Stored items

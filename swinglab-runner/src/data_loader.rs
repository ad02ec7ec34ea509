//! CSV bar loading with a fixed column mapping.
//!
//! Expected header: `date,open,high,low,close,volume` with ISO dates.
//! Rows must be strictly increasing by date; the loader fails fast on
//! disorder or insane OHLC rather than letting a bad feed reach the engine.

use std::io::Read;
use std::path::Path;

use anyhow::{bail, Context};
use chrono::NaiveDate;
use serde::Deserialize;

use swinglab_core::domain::Bar;

#[derive(Debug, Deserialize)]
struct CsvRow {
    date: NaiveDate,
    open: f64,
    high: f64,
    low: f64,
    close: f64,
    volume: f64,
}

/// Load bars for one symbol from a CSV file.
pub fn load_bars_csv(path: &Path, symbol: &str) -> anyhow::Result<Vec<Bar>> {
    let file = std::fs::File::open(path)
        .with_context(|| format!("opening bar data {}", path.display()))?;
    load_bars_from_reader(file, symbol)
        .with_context(|| format!("loading bar data {}", path.display()))
}

/// Load bars from any CSV reader (fixed column mapping).
pub fn load_bars_from_reader<R: Read>(reader: R, symbol: &str) -> anyhow::Result<Vec<Bar>> {
    let mut csv_reader = csv::Reader::from_reader(reader);
    let mut bars: Vec<Bar> = Vec::new();

    for (line, row) in csv_reader.deserialize::<CsvRow>().enumerate() {
        let row = row.with_context(|| format!("row {}", line + 1))?;
        let bar = Bar {
            symbol: symbol.to_string(),
            date: row.date,
            open: row.open,
            high: row.high,
            low: row.low,
            close: row.close,
            volume: row.volume.max(0.0) as u64,
        };

        if !bar.is_sane() {
            bail!("row {} ({}): insane OHLC values", line + 1, bar.date);
        }
        if let Some(last) = bars.last() {
            if bar.date <= last.date {
                bail!(
                    "row {} ({}): dates must be strictly increasing (previous {})",
                    line + 1,
                    bar.date,
                    last.date
                );
            }
        }
        bars.push(bar);
    }

    if bars.is_empty() {
        bail!("no bars in input");
    }
    Ok(bars)
}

**What the exercise asks:** Line by line, copy the records exactly.

**Result of this task:**
filename swinglab-runner/src/data_loader.rs
repository ad02ec7ec34ea509
//! CSV bar loading with a fixed column mapping.
//!
//! Expected header: `date,open,high,low,close,volume` with ISO dates.
//! Rows must be strictly increasing by date; the loader fails fast on
//! disorder or insane OHLC rather than letting a bad feed reach the engine.

use std::io::Read;
use std::path::Path;

use anyhow::{bail, Context};
use chrono::NaiveDate;
use serde::Deserialize;

use swinglab_core::domain::Bar;

#[derive(Debug, Deserialize)]
struct CsvRow {
    date: NaiveDate,
    open: f64,
    high: f64,
    low: f64,
    close: f64,
    volume: f64,
}

/// Load bars for one symbol from a CSV file.
pub fn load_bars_csv(path: &Path, symbol: &str) -> anyhow::Result<Vec<Bar>> {
    let file = std::fs::File::open(path)
        .with_context(|| format!("opening bar data {}", path.display()))?;
    load_bars_from_reader(file, symbol)
        .with_context(|| format!("loading bar data {}", path.display()))
}

/// Load bars from any CSV reader (fixed column mapping).
pub fn load_bars_from_reader<R: Read>(reader: R, symbol: &str) -> anyhow::Result<Vec<Bar>> {
    let mut csv_reader = csv::Reader::from_reader(reader);
    let mut bars: Vec<Bar> = Vec::new();

    for (line, row) in csv_reader.deserialize::<CsvRow>().enumerate() {
        let row = row.with_context(|| format!("row {}", line + 1))?;
        let bar = Bar {
            symbol: symbol.to_string(),
            date: row.date,
            open: row.open,
            high: row.high,
            low: row.low,
            close: row.close,
            volume: row.volume.max(0.0) as u64,
        };

        if !bar.is_sane() {
            bail!("row {} ({}): insane OHLC values", line + 1, bar.date);
        }
        if let Some(last) = bars.last() {
            if bar.date <= last.date {
                bail!(
                    "row {} ({}): dates must be strictly increasing (previous {})",
                    line + 1,
                    bar.date,
                    last.date
                );
            }
        }
        bars.push(bar);
    }

    if bars.is_empty() {
        bail!("no bars in input");
    }
    Ok(bars)
}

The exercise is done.